[Date Prev][Date Next][Thread Prev][Thread Next][Date Index][Thread Index]
Re: [Qemu-ppc] Problem with "savevm" on ppc64
From: |
David Gibson |
Subject: |
Re: [Qemu-ppc] Problem with "savevm" on ppc64 |
Date: |
Mon, 24 Oct 2016 12:22:27 +1100 |
User-agent: |
Mutt/1.7.1 (2016-10-04) |
On Fri, Oct 21, 2016 at 08:45:21AM +0200, Thomas Huth wrote:
> On 21.10.2016 07:26, David Gibson wrote:
> > On Thu, Oct 20, 2016 at 03:17:12PM +0200, Thomas Huth wrote:
> >> Hi all,
> >>
> >> I'm currently facing a strange problem with the "savevm" HMP command on
> >> ppc64 with TCG and the pseries machine. Steps for reproduction:
> >>
> >> 1) Create a disk image:
> >> qemu-img create -f qcow2 /tmp/test.qcow2 1M
> >>
> >> 2) Start QEMU (in TCG mode):
> >> qemu-system-ppc64 -nographic -vga none -m 256 -hda /tmp/test.qcow2
> >>
> >> 3) Hit "CTRL-a c" to enter the HMP monitor
> >>
> >> 4) Type "savevm test1" to save a snapshot
> >>
> >> The savevm command then hangs forever and the test.qcow2 image keeps
> >> growing and growing.
> >>
> >> It seems like qemu_savevm_state_iterate() does not make any more
> >> progress because ram_save_iterate() keeps returning 0 ... but why can
> >> that happen?
> >
> > Hmm.

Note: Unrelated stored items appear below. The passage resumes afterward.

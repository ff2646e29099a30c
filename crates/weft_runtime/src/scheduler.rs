//! Step state machine.
//!
//! The scheduler owns the [`ExecutionState`] of one run and is only ever
//! touched by the run's coordinator, so every transition is serialized.
//! Dispatch order is deterministic:
//! - Ready steps are considered in plan declaration order
//! - Only the earliest ready step is a dispatch candidate
//! - A step with `canParallelize = false` waits at the head of the line
//!   until nothing else is running, and nothing behind it overtakes it
//! - While an exclusive step runs, nothing else is dispatched

use crate::report::StepResult;
use std::sync::Arc;
use weft_core::{RunStatus, StepId, StepStatus};
use weft_plan::ExecutionPlan;
use weft_progress::SkipReason;

/// Scheduling decision
#[derive(Debug, Clone, Copy, PartialEq, Eq)]
pub enum ScheduleDecision {
    /// Dispatch the step at this index
    Dispatch(usize),
    /// Wait for a running step to finish
    Wait,
    /// Every step is terminal
    Complete,
    /// Steps remain but nothing is ready or running
    Stalled {
        /// Non-terminal steps left
        pending: usize,
    },
}

/// Rejected state transition
#[derive(Debug, Clone, PartialEq, Eq, thiserror::Error)]
#[error("step '{step}' cannot move from {from} to {to}")]
pub struct ScheduleError {
    /// Step involved
    pub step: StepId,
    /// Current status
    pub from: StepStatus,
    /// Requested status
    pub to: StepStatus,
}

/// Mutable per-run state
#[derive(Debug, Clone, PartialEq)]
pub struct ExecutionState {
    /// Status per step, by plan index
    pub statuses: Vec<StepStatus>,
    /// Result per terminal step, by plan index
    pub results: Vec<Option<StepResult>>,
    /// Whether cancellation was requested
    pub cancelled: bool,
}

impl ExecutionState {
    /// Fresh state with every step pending
    #[must_use]
    pub fn new(steps: usize) -> Self {
        Self {
            statuses: vec![StepStatus::Pending; steps],
            results: vec![None; steps],
            cancelled: false,
        }
    }
}

/// Deterministic scheduler for one run
pub struct Scheduler {
    /// Plan being executed
    plan: Arc<ExecutionPlan>,
    /// Effective concurrency bound
    max_parallel: usize,
    /// Run state
    state: ExecutionState,
    /// Steps currently running
    running: usize,
    /// Whether the running set holds an exclusive step
    exclusive_running: bool,
}

impl Scheduler {
    /// Create a scheduler and promote the plan's root steps to ready
    #[must_use]
    pub fn new(plan: Arc<ExecutionPlan>, max_parallel: usize) -> Self {
        let state = ExecutionState::new(plan.len());
        let mut scheduler = Self {
            plan,
            max_parallel: max_parallel.max(1),
            state,
            running: 0,
            exclusive_running: false,
        };
        scheduler.promote_ready();
        scheduler
    }

    /// Plan being executed
    #[must_use]
    pub fn plan(&self) -> &Arc<ExecutionPlan> {
        &self.plan
    }

    /// Effective concurrency bound
    #[must_use]
    pub fn max_parallel(&self) -> usize {
        self.max_parallel
    }

    /// Move pending steps whose dependencies all completed to ready
    ///
    /// Returns the newly promoted steps in declaration order.
    pub fn promote_ready(&mut self) -> Vec<usize> {
        if self.state.cancelled {
            return Vec::new();
        }
        let promoted: Vec<usize> = self
            .plan
            .ready_steps(&self.state.statuses)
            .into_iter()
            .filter(|&idx| self.state.statuses[idx] == StepStatus::Pending)
            .collect();
        for &idx in &promoted {
            self.state.statuses[idx] = StepStatus::Ready;
        }
        promoted
    }

    /// Decide what to do next
    #[must_use]
    pub fn decide(&self) -> ScheduleDecision {
        if self.is_finished() {
            return ScheduleDecision::Complete;
        }

        let head = if self.state.cancelled {
            None
        } else {
            self.state
                .statuses
                .iter()
                .position(|status| *status == StepStatus::Ready)
        };

        match head {
            Some(idx) => {
                let blocked = self.running >= self.max_parallel
                    || self.exclusive_running
                    || (!self.plan.step(idx).can_parallelize && self.running > 0);
                if blocked {
                    ScheduleDecision::Wait
                } else {
                    ScheduleDecision::Dispatch(idx)
                }
            }
            None if self.running > 0 => ScheduleDecision::Wait,
            None => ScheduleDecision::Stalled {
                pending: self.non_terminal(),
            },
        }
    }

    fn transition(&mut self, idx: usize, expected: &[StepStatus], to: StepStatus) -> Result<(), ScheduleError> {
        let from = self.state.statuses[idx];
        if !expected.contains(&from) {
            return Err(ScheduleError {
                step: self.plan.step(idx).id.clone(),
                from,
                to,
            });
        }
        if from == StepStatus::Running {
            self.running -= 1;
            if !self.plan.step(idx).can_parallelize {
                self.exclusive_running = false;
            }
        }
        self.state.statuses[idx] = to;
        Ok(())
    }

    /// Mark a ready step as running
    ///
    /// # Errors
    ///
    /// Returns error if the step is not ready
    pub fn mark_running(&mut self, idx: usize) -> Result<(), ScheduleError> {
        self.transition(idx, &[StepStatus::Ready], StepStatus::Running)?;
        self.running += 1;
        if !self.plan.step(idx).can_parallelize {
            self.exclusive_running = true;
        }
        Ok(())
    }

    /// Mark a running step as completed, returning newly ready dependents
    ///
    /// # Errors
    ///
    /// Returns error if the step is not running
    pub fn mark_completed(&mut self, idx: usize, result: StepResult) -> Result<Vec<usize>, ScheduleError> {
        self.transition(idx, &[StepStatus::Running], StepStatus::Completed)?;
        self.state.results[idx] = Some(result);
        Ok(self.promote_ready())
    }

    /// Mark a running step as failed and skip everything downstream
    ///
    /// Returns the dependents that were skipped, in declaration order.
    /// Dependents already terminal are left alone.
    ///
    /// # Errors
    ///
    /// Returns error if the step is not running
    pub fn mark_failed(&mut self, idx: usize, result: StepResult) -> Result<Vec<usize>, ScheduleError> {
        self.transition(idx, &[StepStatus::Running], StepStatus::Failed)?;
        self.state.results[idx] = Some(result);

        let failed_id = self.plan.step(idx).id.clone();
        let skipped: Vec<usize> = self
            .plan
            .transitive_dependents(idx)
            .into_iter()
            .filter(|&dep| !self.state.statuses[dep].is_terminal())
            .collect();

        for &dep in &skipped {
            // Dependents of a step that never completed cannot be running.
            self.state.statuses[dep] = StepStatus::Skipped;
            self.state.results[dep] = Some(StepResult::skipped(SkipReason::DependencyFailed {
                dependency: failed_id.clone(),
            }));
        }
        Ok(skipped)
    }

    /// Mark a running step as cancelled
    ///
    /// # Errors
    ///
    /// Returns error if the step is not running
    pub fn mark_cancelled(&mut self, idx: usize, result: StepResult) -> Result<(), ScheduleError> {
        self.transition(idx, &[StepStatus::Running], StepStatus::Cancelled)?;
        self.state.results[idx] = Some(result);
        Ok(())
    }

    /// Stop dispatching and cancel every pending or ready step
    ///
    /// Returns the cancelled steps in declaration order. Running steps are
    /// left for the caller to resolve.
    pub fn cancel_pending(&mut self) -> Vec<usize> {
        self.state.cancelled = true;
        let cancelled: Vec<usize> = (0..self.state.statuses.len())
            .filter(|&idx| {
                matches!(
                    self.state.statuses[idx],
                    StepStatus::Pending | StepStatus::Ready
                )
            })
            .collect();

        for &idx in &cancelled {
            self.state.statuses[idx] = StepStatus::Cancelled;
            self.state.results[idx] = Some(StepResult::cancelled(None, 0));
        }
        cancelled
    }

    /// Status of one step
    #[must_use]
    pub fn status(&self, idx: usize) -> StepStatus {
        self.state.statuses[idx]
    }

    /// Indices of running steps
    #[must_use]
    pub fn running_steps(&self) -> Vec<usize> {
        (0..self.state.statuses.len())
            .filter(|&idx| self.state.statuses[idx] == StepStatus::Running)
            .collect()
    }

    /// Number of running steps
    #[must_use]
    pub fn running(&self) -> usize {
        self.running
    }

    /// Number of steps with the given status
    #[must_use]
    pub fn count(&self, status: StepStatus) -> usize {
        self.state.statuses.iter().filter(|s| **s == status).count()
    }

    /// Number of steps not yet terminal
    #[must_use]
    pub fn non_terminal(&self) -> usize {
        self.state.statuses.iter().filter(|s| !s.is_terminal()).count()
    }

    /// Whether every step is terminal
    #[must_use]
    pub fn is_finished(&self) -> bool {
        self.non_terminal() == 0
    }

    /// Whether cancellation was requested
    #[must_use]
    pub fn is_cancelled(&self) -> bool {
        self.state.cancelled
    }

    /// Run-level status implied by the step statuses
    #[must_use]
    pub fn run_status(&self) -> RunStatus {
        if self.state.cancelled {
            RunStatus::Cancelled
        } else if !self.is_finished() {
            RunStatus::Running
        } else if self.count(StepStatus::Completed) == self.state.statuses.len() {
            RunStatus::Completed
        } else {
            RunStatus::Failed
        }
    }

    /// Current state
    #[must_use]
    pub fn state(&self) -> &ExecutionState {
        &self.state
    }

    /// Consume into the final state
    #[must_use]
    pub fn into_state(self) -> ExecutionState {
        self.state
    }
}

You don't mention installing anything on the disk image, so I'm
> > assuming the VM is just sitting in SLOF, unable to boot.
>
> Right. This is basically what is currently happening with the failing
> test tests/qemu-iotests/007 on ppc64.
>
> [...]
> > So, looking at this I think it's unsafe. htab_save_first_pass() never
> > examines dirty bits, so we could get:
> > htab_save_first_pass() called once, saves part of HPT
> > guest dirties an HPTE in the already saved region
> > enter migration completion stage
> > htab_save_first_pass() saves the remainder of the HPT, returns 1
> >
> > That would trigger the code to think the HPT migration is complete,
> > without ever saving the HPTE that got dirtied part way through.
>
> There's still htab_save_complete() which seems always to be called at
> the end - and this function calls htab_save_later_pass() again to save
> the remaining entries. But I am really no expert in this part of the
> code, so maybe I've also missed something here.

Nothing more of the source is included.